Nonetheless, Canada and Siddiqui maintain that saying Islam — which has as its heart an absolute loyalty to shari'a law over any other manmade law — is a threat to a supposedly free and pluralistic country may be "hate speech." If you need any evidence that Islam cannot accept criticism, cannot understand the give-and-take of an open society, there is Exhibit A.

Canada has followed a different path on free speech than the United States, where there are no anti-hate laws because the U.S. Bill of Rights says "Congress shall make no laws ... abridging freedom of speech or of the press. The Canadian Charter of Rights, too, guarantees "freedom of the press," but it places "reasonable limits" on it. That's why the Supreme Court of Canada has upheld the anti-hate provisions of both the Criminal Code and human rights statutes. What constitutes hate is up to the commissions and, ultimately, the courts to decide.

That's exactly what gives some of us the chills. The definition of "hate speech" is what these commissions decide it is … after the fact. (The U.S. Constitution also prohibits ex post facto laws.) As for the courts, they don't seem to be in the checks-and-balances business. Of 15 "hate crime" judgments, 15 have been upheld. By Siddiqui's circular reasoning, the "anti-hate" laws are right because the Supreme Court of Canada says they're right.

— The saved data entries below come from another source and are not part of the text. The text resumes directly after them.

//! Deterministic crypto capability
//!
//! Not cryptography. Signatures are keyed hashes, share encryption is an XOR
//! keystream derived from both key references and the nonce, and every share
//! carries a checksum so decrypting with the wrong key is detected. Each
//! dealt share holds the whole secret tagged with its index; combining checks
//! that enough distinct shares agree on it.

use async_trait::async_trait;
use consortium_core::{CryptoEffects, CryptoError, DecryptedShare, KeyRef, RecoveredSecret};
use sha2::{Digest, Sha256};
use std::collections::BTreeSet;

const CHECKSUM_LEN: usize = 4;

/// Deterministic [`CryptoEffects`] handler
#[derive(Debug, Clone, Copy, Default)]
pub struct MockCrypto;

impl MockCrypto {
    /// New handler
    pub fn new() -> Self {
        Self
    }

    /// Signature [`CryptoEffects::sign`] produces for `key` over `payload`
    pub fn signature(key: &KeyRef, payload: &[u8]) -> Vec<u8> {
        let mut hasher = Sha256::new();
        hasher.update(b"consortium-testkit/sign");
        hasher.update(key.as_str().as_bytes());
        hasher.update(payload);
        hasher.finalize().to_vec()
    }

    /// Deal `count` plaintext shares of `secret`
    pub fn deal_shares(secret: &[u8], count: usize) -> Vec<Vec<u8>> {
        (0..count)
            .map(|index| encode_share(index as u8, secret))
            .collect()
    }

    /// Encrypt a plaintext share for `recipient` as `sender`
    pub fn encrypt_share(
        plaintext: &[u8],
        recipient: &KeyRef,
        sender: &KeyRef,
        nonce: &[u8],
    ) -> Vec<u8> {
        apply_keystream(plaintext, recipient, sender, nonce)
    }
}

fn checksum(body: &[u8]) -> [u8; CHECKSUM_LEN] {
    let digest = Sha256::digest(body);
    [digest[0], digest[1], digest[2], digest[3]]
}

fn encode_share(index: u8, secret: &[u8]) -> Vec<u8> {
    let mut share = Vec::with_capacity(1 + secret.len() + CHECKSUM_LEN);
    share.push(index);
    share.extend_from_slice(secret);
    let sum = checksum(&share);
    share.extend_from_slice(&sum);
    share
}

/// Index and secret of a well-formed share
fn decode_share(share: &[u8]) -> Option<(u8, &[u8])> {
    if share.len() < 1 + CHECKSUM_LEN {
        return None;
    }
    let (body, sum) = share.split_at(share.len() - CHECKSUM_LEN);
    if checksum(body).as_slice() != sum {
        return None;
    }
    Some((body[0], &body[1..]))
}

fn apply_keystream(data: &[u8], recipient: &KeyRef, sender: &KeyRef, nonce: &[u8]) -> Vec<u8> {
    let mut stream = Vec::with_capacity(data.len() + 32);
    let mut counter = 0u64;
    while stream.len() < data.len() {
        let mut hasher = Sha256::new();
        hasher.update(recipient.as_str().as_bytes());
        hasher.update([0u8]);
        hasher.update(sender.as_str().as_bytes());
        hasher.update([0u8]);
        hasher.update(nonce);
        hasher.update(counter.to_le_bytes());
        stream.extend_from_slice(&hasher.finalize());
        counter += 1;
    }
    data.iter().zip(stream).map(|(d, k)| d ^ k).collect()
}

#[async_trait]
impl CryptoEffects for MockCrypto {
    async fn sign(&self, key: &KeyRef, payload: &[u8]) -> Result<Vec<u8>, CryptoError> {
        if key.is_empty() {
            return Err(CryptoError::SigningFailed {
                reason: "empty signing key".to_string(),
            });
        }
        Ok(Self::signature(key, payload))
    }

    async fn decrypt_share(
        &self,
        ciphertext: &[u8],
        nonce: &[u8],
        recipient: &KeyRef,
        sender: &KeyRef,
    ) -> Result<DecryptedShare, CryptoError> {
        let plaintext = apply_keystream(ciphertext, recipient, sender, nonce);
        if decode_share(&plaintext).is_none() {
            return Err(CryptoError::DecryptionFailed {
                reason: format!("share for {recipient} does not authenticate under {sender}"),
            });
        }
        Ok(DecryptedShare::new(plaintext))
    }

    async fn combine_shares(
        &self,
        shares: &[DecryptedShare],
        threshold: usize,
    ) -> Result<RecoveredSecret, CryptoError> {
        let failed = |reason: String| CryptoError::CombinationFailed { reason };
        if shares.len() < threshold {
            return Err(failed(format!(
                "{} shares given, {threshold} required",
                shares.len()
            )));
        }

        let mut indices = BTreeSet::new();
        let mut secret: Option<&[u8]> = None;
        for share in shares {
            let (index, value) = decode_share(share.as_bytes())
                .ok_or_else(|| failed("malformed share".to_string()))?;
            if !indices.insert(index) {
                return Err(failed(format!("share index {index} given twice")));
            }
            match secret {
                None => secret = Some(value),
                Some(existing) if existing == value => {}
                Some(_) => return Err(failed("shares disagree on the secret".to_string())),
            }
        }

        secret
            .map(|s| RecoveredSecret::new(s.to_vec()))
            .ok_or_else(|| failed("no shares given".to_string()))
    }
}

Barbara Hall, chair of the Ontario commission, makes the … point: "Freedom of expression is not the only right in the Charter. There is a full set of rights accorded to all members of our society, including freedom from discrimination ... If you want to stand up and defend the right to freedom of expression, then you must be willing to do the same for the right to freedom from discrimination."
In this warped mindscape, questioning the political implications of someone's beliefs is "discrimination." Canada has freedom of expression — "Up to a point, Lord Copper," as the fawning editor in Evelyn Waugh's Scoop invariably says to his fearsome publisher when he means "no."

Ms. Hall, you are not fit to pronounce on freedom of expression, nor to judge anyone's use of it. I dare you to step across the border and sue me for discrimination. Or hate speech. Or not bowing low enough.

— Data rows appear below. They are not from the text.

//! Unified error type for consortium governance
//!
//! One error enum covers every crate in the workspace. Each variant belongs to
//! exactly one [`ErrorKind`], which callers use to decide whether to retry,
//! report or abort. Errors serialize so they can cross the transport intact.

use crate::effects::{CryptoError, TimeError, TransportError};
use crate::identifiers::{MemberId, ProposalId, TxId};
use serde::{Deserialize, Serialize};

/// Classification of a [`ConsortiumError`]
#[derive(Debug, Clone, Copy, PartialEq, Eq, Hash, Serialize, Deserialize)]
pub enum ErrorKind {
    /// Malformed input or unknown identifiers
    Validation,
    /// Caller is not allowed to perform the operation
    Authorization,
    /// Operation conflicts with the current state of the entity
    StateConflict,
    /// The observed system broke a correctness invariant
    SafetyViolation,
    /// A bounded wait exceeded its deadline
    Timeout,
    /// Failure reported by an external collaborator
    External,
}

impl ErrorKind {
    /// HTTP-style status code used when the error crosses the transport
    pub fn status_code(self) -> u16 {
        match self {
            ErrorKind::Validation => 400,
            ErrorKind::Authorization => 403,
            ErrorKind::StateConflict => 409,
            ErrorKind::SafetyViolation => 500,
            ErrorKind::Timeout => 504,
            ErrorKind::External => 502,
        }
    }
}

/// Unified error type for all consortium operations
#[derive(Debug, Clone, PartialEq, Eq, Serialize, Deserialize, thiserror::Error)]
pub enum ConsortiumError {
    /// Invalid input or configuration
    #[error("Invalid: {message}")]
    Invalid {
        /// Description of the invalid input
        message: String,
    },

    /// Unknown identifier
    #[error("Not found: {message}")]
    NotFound {
        /// Description of what was not found
        message: String,
    },

    /// Caller lacks the status or role the operation requires
    #[error("Unauthorized: {message}")]
    Unauthorized {
        /// Description of the authorization failure
        message: String,
    },

    /// Transition attempted on a terminal or wrong-state entity
    #[error("State conflict: {message}")]
    StateConflict {
        /// Description of the conflicting state
        message: String,
    },

    /// Member already voted on this proposal
    #[error("{member} has already voted on {proposal}")]
    DuplicateVote {
        /// Proposal being voted on
        proposal: ProposalId,
        /// Member who voted twice
        member: MemberId,
    },

    /// Member already submitted a recovery share in this epoch
    #[error("{member} has already submitted a recovery share")]
    DuplicateShare {
        /// Member who submitted twice
        member: MemberId,
    },

    /// Acknowledgement was made against an outdated state digest
    #[error("{member} acknowledged a stale state digest")]
    StaleAck {
        /// Member whose acknowledgement was rejected
        member: MemberId,
    },

    /// Recovery already completed; no further shares are accepted
    #[error("Recovery already complete")]
    RecoveryAlreadyComplete,

    /// Transaction was marked invalid and will never commit
    #[error("Transaction {tx} is invalid and will never be committed")]
    TransactionInvalid {
        /// Transaction that was invalidated
        tx: TxId,
    },

    /// Commit status moved in a way the log can never legally move
    #[error("Illegal status transition for {tx}: {from} -> {to}")]
    InvalidTransition {
        /// Transaction whose status regressed
        tx: TxId,
        /// Previously recorded status
        from: String,
        /// Newly reported status
        to: String,
    },

    /// More than one view reported Committed for the same seqno
    #[error("Conflicting commits for seqno {seqno} in views {views:?}")]
    ConflictingCommit {
        /// Log position with multiple committed views
        seqno: u64,
        /// Views that reported Committed
        views: Vec<u64>,
    },

    /// No view reported Committed for a seqno below the commit point
    #[error("No committed view found for seqno {seqno}")]
    MissingCommit {
        /// Log position with no committed view
        seqno: u64,
    },

    /// Two histories disagree inside their common prefix
    #[error("Divergent history at index {index}: {left} != {right}")]
    DivergentHistory {
        /// Position of the first mismatch
        index: usize,
        /// Entry from the first history
        left: TxId,
        /// Entry from the second history
        right: TxId,
    },

    /// A bounded wait exceeded its deadline
    #[error("Timed out after {waited_ms}ms waiting for {what}")]
    Timeout {
        /// Condition being waited on
        what: String,
        /// Time spent before giving up
        waited_ms: u64,
    },

    /// Transport failure, propagated unchanged
    #[error(transparent)]
    Transport(#[from] TransportError),

    /// Crypto capability failure, propagated unchanged
    #[error(transparent)]
    Crypto(#[from] CryptoError),

    /// Time capability failure, propagated unchanged
    #[error(transparent)]
    Time(#[from] TimeError),

    /// Error response from a remote endpoint that could not be decoded
    #[error("Remote error ({status}): {message}")]
    Remote {
        /// Status code carried by the response
        status: u16,
        /// Raw error text
        message: String,
    },
}

impl ConsortiumError {
    /// Create an invalid input error
    pub fn invalid(message: impl Into<String>) -> Self {
        Self::Invalid {
            message: message.into(),
        }
    }

    /// Create a not found error
    pub fn not_found(message: impl Into<String>) -> Self {
        Self::NotFound {
            message: message.into(),
        }
    }

    /// Create an authorization error
    pub fn unauthorized(message: impl Into<String>) -> Self {
        Self::Unauthorized {
            message: message.into(),
        }
    }

    /// Create a state conflict error
    pub fn state_conflict(message: impl Into<String>) -> Self {
        Self::StateConflict {
            message: message.into(),
        }
    }

    /// Create a timeout error
    pub fn timeout(what: impl Into<String>, waited_ms: u64) -> Self {
        Self::Timeout {
            what: what.into(),
            waited_ms,
        }
    }

    /// Taxonomy bucket for this error
    pub fn kind(&self) -> ErrorKind {
        match self {
            Self::Invalid { .. } | Self::NotFound { .. } => ErrorKind::Validation,
            Self::Unauthorized { .. } => ErrorKind::Authorization,
            Self::StateConflict { .. }
            | Self::DuplicateVote { .. }
            | Self::DuplicateShare { .. }
            | Self::StaleAck { .. }
            | Self::RecoveryAlreadyComplete
            | Self::TransactionInvalid { .. } => ErrorKind::StateConflict,
            Self::InvalidTransition { .. }
            | Self::ConflictingCommit { .. }
            | Self::MissingCommit { .. }
            | Self::DivergentHistory { .. } => ErrorKind::SafetyViolation,
            Self::Timeout { .. } => ErrorKind::Timeout,
            Self::Transport(_) | Self::Crypto(_) | Self::Time(_) => ErrorKind::External,
            Self::Remote { status, .. } => match status {
                400 | 404 => ErrorKind::Validation,
                401 | 403 => ErrorKind::Authorization,
                409 => ErrorKind::StateConflict,
                504 => ErrorKind::Timeout,
                _ => ErrorKind::External,
            },
        }
    }

    /// Stable machine-readable code for this error
    pub fn code(&self) -> &'static str {
        match self {
            Self::Invalid { .. } => "invalid",
            Self::NotFound { .. } => "not_found",
            Self::Unauthorized { .. } => "unauthorized",
            Self::StateConflict { .. } => "state_conflict",
            Self::DuplicateVote { .. } => "duplicate_vote",
            Self::DuplicateShare { .. } => "duplicate_share",
            Self::StaleAck { .. } => "stale_ack",
            Self::RecoveryAlreadyComplete => "recovery_already_complete",
            Self::TransactionInvalid { .. } => "transaction_invalid",
            Self::InvalidTransition { .. } => "invalid_transition",
            Self::ConflictingCommit { .. } => "conflicting_commit",
            Self::MissingCommit { .. } => "missing_commit",
            Self::DivergentHistory { .. } => "divergent_history",
            Self::Timeout { .. } => "timeout",
            Self::Transport(_) => "transport",
            Self::Crypto(_) => "crypto",
            Self::Time(_) => "time",
            Self::Remote { .. } => "remote",
        }
    }

    /// Whether this error indicates a correctness failure in the observed system
    pub fn is_safety_violation(&self) -> bool {
        self.kind() == ErrorKind::SafetyViolation
    }

    /// Whether a caller may retry the operation that produced this error.
    ///
    /// Only timeouts are retryable here; transport errors are left to the
    /// caller's own policy and safety violations are never retried.
    pub fn is_retryable(&self) -> bool {
        self.kind() == ErrorKind::Timeout
    }
}

/// Standard Result type for consortium operations
pub type Result<T> = std::result::Result<T, ConsortiumError>;

impl From<serde_json::Error> for ConsortiumError {
    fn from(err: serde_json::Error) -> Self {
        Self::invalid(format!("malformed JSON: {err}"))
    }
}

#[cfg(test)]
mod tests {
    use super::*;

    #[test]
    fn test_error_creation() {
        let err = ConsortiumError::invalid("test message");
        assert!(matches!(err, ConsortiumError::Invalid { .. }));
        assert_eq!(err.to_string(), "Invalid: test message");
    }

    #[test]
    fn test_taxonomy() {
        assert_eq!(
            ConsortiumError::DuplicateShare { member: MemberId(1) }.kind(),
            ErrorKind::StateConflict
        );
        assert_eq!(
            ConsortiumError::MissingCommit { seqno: 3 }.kind(),
            ErrorKind::SafetyViolation
        );
        assert_eq!(
            ConsortiumError::unauthorized("retired").kind(),
            ErrorKind::Authorization
        );
        assert_eq!(
            ConsortiumError::Transport(TransportError::Unreachable {
                endpoint: "n0".into()
            })
            .kind(),
            ErrorKind::External
        );
    }

    #[test]
    fn test_only_timeouts_are_retryable() {
        assert!(ConsortiumError::timeout("commit", 100).is_retryable());
        assert!(!ConsortiumError::ConflictingCommit {
            seqno: 1,
            views: vec![1, 2]
        }
        .is_retryable());
    }

    #[test]
    fn test_serde_preserves_variant() {
        let err = ConsortiumError::StaleAck {
            member: MemberId(2),
        };
        let json = serde_json::to_string(&err).unwrap();
        let back: ConsortiumError = serde_json::from_str(&json).unwrap();
        assert_eq!(back, err);
    }
}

UPDATE 6/24: Writing the above post in haste (posthaste, ha ha!), I was not as clear as I would like to have been. The Canadian "hate speech" laws are not strictly ex post facto, having existed before the alleged offenses. But the effect is almost the same, since their application turns on a tribunal's or court's interpretation. Unlike laws against actions, which can be fairly specific, laws against speech or writing must by their nature be vague and ambiguous because they are about the effect on the "victim," which can be no more than a feeling. So the tribunal or court is weighing intangibles, which can easily be decided on political grounds.

UPDATE 6/25: Another province of the Islamic Republic of Canadastan heard from. This time it's a column in The Ottawa Citizen, to remind us again that "free speech has limits."
Faced with such content, a group of Muslim law students did what most citizens of a democratic society would do. … They demanded a response and Maclean's editors refused to publish one. Since Maclean's does not subscribe to a press council, they then did what a number of other communities, including the aboriginal, black, Jewish, and gay and lesbian communities have already done.
Namely, called for a NuStalinist show trial of Macleans and Steyn. I don't know what a Canadian press council is, although it sounds like something I'd steer well clear of, but it might be of interest to this columnist to know that a publication like Macleans is a private enterprise (or what passes for one in Canada), which no one is forced to read, and which is under no obligation to publish a response from anyone who happens to disagree with something it prints. That's what publications with different viewpoints — freedom of the press, if the Canadian Human Rights Commission and its running dogs will forgive the expression — are for.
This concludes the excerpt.